6. Be mindful of what you eat and drink
This may not seem important for working out, but you would be surprised. If you are not getting enough protein, you won’t have the energy to work out. Forget about eating a lot of carbs — the sugar rush only lasts for a short time, and you will run out of energy in the middle of your workouts.
However, it is also beneficial to choose healthy beverages to balance your nutrition. It can be easy to drink sugar all day in the form of coffee sweeteners, soda and energy drinks. It’s a good idea to carry your protein drink with you and have it post workout.You can also grab a glass of wine that helps in maintaining the lifestyle and has many uses. Go for the collection of Custom humidors if you want something new by your side and to store your costly liquors. Many who strive for nutritional choices in foods often forget about the nutrition that is contributed through beverage consumption.
7. Mix it up
Don’t do the exact same exercise routine every day; mix it up. If you always run on the treadmill, run outside on a nice day. Take a week off your lifting routine and do a Pilates class instead. As soon as you feel your exercise routine becoming a rut, find something else to do.
8. Get a fitness app
Fitness apps do a lot more than time sets and count reps. Some help plan innovative workout routines, others connect people to make exercise more social, and some even offer financial incentives to get moving! Just be sure to avoid excessive texting or taking calls — talking on a cell phone is a gym etiquette no-no.

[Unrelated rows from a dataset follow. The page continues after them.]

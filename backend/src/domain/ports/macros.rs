//! Helper macro for driven-port error enums.
//!
//! Every variant carries a single `message` describing the adapter failure,
//! and gets a snake_case constructor accepting anything `Into<String>`.

macro_rules! define_port_error {
    (
        $(#[$outer:meta])*
        pub enum $name:ident {
            $(
                $(#[$variant_meta:meta])*
                $variant:ident => $message:literal
            ),* $(,)?
        }
    ) => {
        $(#[$outer])*
        #[derive(Debug, Clone, PartialEq, Eq, thiserror::Error)]
        pub enum $name {
            $(
                $(#[$variant_meta])*
                #[error($message)]
                $variant { message: String },
            )*
        }

        impl $name {
            $(
                ::paste::paste! {
                    #[doc = concat!("Build a `", stringify!($variant), "` error.")]
                    pub fn [<$variant:snake>](message: impl Into<String>) -> Self {
                        Self::$variant { message: message.into() }
                    }
                }
            )*

            /// Adapter-supplied failure description.
            pub fn message(&self) -> &str {
                match self {
                    $( Self::$variant { message } => message.as_str(), )*
                }
            }
        }
    };
}

pub(crate) use define_port_error;
//! Tests for the domain error payload.

use super::*;
use rstest::{fixture, rstest};
use serde_json::json;

const TRACE_ID: &str = "00000000-0000-0000-0000-000000000000";

#[fixture]
fn expected_trace_id() -> String {
    TRACE_ID.to_owned()
}

#[rstest]
#[case(Error::invalid_request("bad"), ErrorCode::InvalidRequest)]
#[case(Error::unauthorized("who"), ErrorCode::Unauthorized)]
#[case(Error::forbidden("no"), ErrorCode::Forbidden)]
#[case(Error::not_found("gone"), ErrorCode::NotFound)]
#[case(Error::conflict("dup"), ErrorCode::Conflict)]
#[case(Error::service_unavailable("down"), ErrorCode::ServiceUnavailable)]
#[case(Error::internal("boom"), ErrorCode::InternalError)]
fn constructors_set_code(#[case] error: Error, #[case] expected: ErrorCode) {
    assert_eq!(error.code(), expected);
}

#[rstest]
fn try_new_rejects_empty_messages() {
    let result = Error::try_new(ErrorCode::InvalidRequest, "   ");
    assert!(matches!(result, Err(ErrorValidationError::EmptyMessage)));
}

#[rstest]
fn try_with_trace_id_rejects_empty_values() {
    let result = Error::invalid_request("bad").try_with_trace_id("  ");
    assert!(matches!(result, Err(ErrorValidationError::EmptyTraceId)));
}

#[rstest]
fn new_has_no_trace_id_out_of_scope() {
    assert!(Error::internal("boom").trace_id().is_none());
}

#[rstest]
#[tokio::test]
async fn new_captures_trace_id_in_scope(expected_trace_id: String) {
    let trace_id: TraceId = expected_trace_id.parse().expect("fixture UUID");
    let error = TraceId::scope(trace_id, async { Error::conflict("duplicate review") }).await;
    assert_eq!(error.trace_id(), Some(expected_trace_id.as_str()));
}

#[rstest]
fn serialises_camel_case_and_skips_empty_fields() {
    let value = serde_json::to_value(Error::not_found("missing")).expect("serialise");
    assert_eq!(value, json!({ "code": "not_found", "message": "missing" }));
}

#[rstest]
fn deserialises_with_details_and_trace(expected_trace_id: String) {
    let payload = json!({
        "code": "forbidden",
        "message": "not the author",
        "traceId": expected_trace_id,
        "details": { "reviewId": "abc" },
    });
    let error: Error = serde_json::from_value(payload).expect("deserialise");
    assert_eq!(error.code(), ErrorCode::Forbidden);
    assert_eq!(error.trace_id(), Some(TRACE_ID));
    assert_eq!(error.details(), Some(&json!({ "reviewId": "abc" })));
}

#[rstest]
fn deserialise_rejects_blank_message() {
    let payload = json!({ "code": "conflict", "message": " " });
    assert!(serde_json::from_value::<Error>(payload).is_err());
}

Browse the thousands of fitness apps available to help you stay on track. Not only can you monitor your workouts, what you eat and how much you drink, you can also get tips, advice and most importantly, reminders. Some fun apps to take a look at- Runkeeper, MyFitnessPal and Water Your Body.

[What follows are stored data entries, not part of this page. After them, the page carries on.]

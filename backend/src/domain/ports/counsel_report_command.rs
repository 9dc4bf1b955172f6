//! Driving port for counsel report authoring and review.

use async_trait::async_trait;
use chrono::{DateTime, Utc};
use serde::{Deserialize, Serialize};

use crate::domain::{
    Actor, ChildId, CounselReport, CounselReportId, CounselReportStatus, CounselRequestId, Error,
    UserId,
};

/// Serializable counsel report payload.
#[derive(Debug, Clone, PartialEq, Eq, Serialize, Deserialize)]
#[serde(rename_all = "camelCase")]
pub struct CounselReportPayload {
    pub id: CounselReportId,
    pub counsel_request_id: CounselRequestId,
    pub child_id: ChildId,
    pub counselor_id: UserId,
    pub title: String,
    pub body: String,
    pub status: CounselReportStatus,
    pub reviewer_comment: Option<String>,
    pub created_at: DateTime<Utc>,
    pub updated_at: DateTime<Utc>,
    pub submitted_at: Option<DateTime<Utc>>,
    pub approved_at: Option<DateTime<Utc>>,
}

impl From<&CounselReport> for CounselReportPayload {
    fn from(value: &CounselReport) -> Self {
        Self {
            id: value.id(),
            counsel_request_id: value.counsel_request_id(),
            child_id: value.child_id(),
            counselor_id: value.counselor_id(),
            title: value.title().as_str().to_owned(),
            body: value.body().as_str().to_owned(),
            status: value.status(),
            reviewer_comment: value.reviewer_comment().map(str::to_owned),
            created_at: value.created_at(),
            updated_at: value.updated_at(),
            submitted_at: value.submitted_at(),
            approved_at: value.approved_at(),
        }
    }
}

#[derive(Debug, Clone, PartialEq, Eq, Serialize, Deserialize)]
#[serde(rename_all = "camelCase")]
pub struct CreateCounselReportRequest {
    pub counsel_request_id: CounselRequestId,
    pub title: String,
    pub body: String,
}

#[derive(Debug, Clone, PartialEq, Eq, Serialize, Deserialize)]
#[serde(rename_all = "camelCase")]
pub struct ReviseCounselReportRequest {
    pub title: String,
    pub body: String,
}

#[derive(Debug, Clone, Default, PartialEq, Eq, Serialize, Deserialize)]
#[serde(rename_all = "camelCase")]
pub struct ReturnCounselReportRequest {
    #[serde(default)]
    pub comment: Option<String>,
}

#[cfg_attr(test, mockall::automock)]
#[async_trait]
pub trait CounselReportCommand: Send + Sync {
    /// Start a draft for an in-progress request assigned to the counselor.
    async fn create_draft(
        &self,
        actor: Actor,
        request: CreateCounselReportRequest,
    ) -> Result<CounselReportPayload, Error>;

    async fn revise_draft(
        &self,
        actor: Actor,
        report_id: CounselReportId,
        request: ReviseCounselReportRequest,
    ) -> Result<CounselReportPayload, Error>;

    async fn submit_report(
        &self,
        actor: Actor,
        report_id: CounselReportId,
    ) -> Result<CounselReportPayload, Error>;

    async fn mark_reviewed(
        &self,
        actor: Actor,
        report_id: CounselReportId,
    ) -> Result<CounselReportPayload, Error>;

    /// Approve, complete the counsel request, and schedule document
    /// generation in the background.
    async fn approve_report(
        &self,
        actor: Actor,
        report_id: CounselReportId,
    ) -> Result<CounselReportPayload, Error>;

    async fn return_for_revision(
        &self,
        actor: Actor,
        report_id: CounselReportId,
        request: ReturnCounselReportRequest,
    ) -> Result<CounselReportPayload, Error>;
}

While there are lots of ways to make workouts more fun, it’s important to keep in mind that the benefits of exercise are always worth a little hard work. Planning challenging workouts and choosing engaging exercises will go a long way in making fitness fun and rewarding.
She is a blogger who loves to write especially in Beverages vertical. She co-authored Supercharge Organic Traffic: A popular course focusing on Organic Traffic for Ecommerce.. Her hobbies are travelling and reading novels.